Michał Kowalski is a PhD Student at the University of Wrocław in Poland where he works on his doctoral dissertation, “Poisoned land. Life of the local Polish and Jewish communities in the shadow of the Treblinka I and Treblinka II camps.” Kowalski is a researcher, journalist, and lawyer.
He has been involved mainly in investigative journalism and historical reporting and worked as a court reporter. He wrote several dozen reportages (using a micro-historic perspective) about the life of the inhabitants of a small town in Central Pomerania, which became part of Poland after World War II.
After years of legal practice, Kowalski has decided to do research related to antisemitism, fascism, and the attitudes of the Polish province towards the Holocaust of the Jews. His PhD research focuses on the Treblinka Nazi camps, the influence of the death camp (Treblinka II), and the penal labor camp (Treblinka I) on the surroundings – the local Jewish and Polish communities. Kowalski’s academic supervisors are Prof. Dr. Hab. Bożena Szaynok.

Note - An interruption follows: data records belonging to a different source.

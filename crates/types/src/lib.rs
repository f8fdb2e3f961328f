pub mod document;
pub mod ids;
pub mod level;

pub use document::{HeadingRecord, PanelCommand};
pub use ids::ContainerId;
pub use level::{LevelError, LevelSet, parse_level};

Kowalski’s research interests concern pre-war antisemitism in the Polish countryside, the issue of Polish-Jewish neighborhood, Polish attitudes towards the Holocaust in the Polish countryside, and the post-war digging up of the former death camps in search of valuables. His interests are also related to the research methodology of the Holocaust based on narrativism, the forensic turn, and the spatial turn.
He is a recipient of several scholarships: “Witnesses of the Holocaust – Polish society in the occupied territories in the face of the extermination (1939-1945) of Jews” by the Institute of Philosophy and Sociology of the Polish Academy of Sciences under the supervision of Prof. Barbara Engelking (2021-2022); The European Holocaust Research Infrastructure Fellowship Conny Kristel Fellowship Programme 2022; Global Education Outreach Scholarship Program run in Poland by the POLIN Museum of the History of Polish Jews (2021-2022).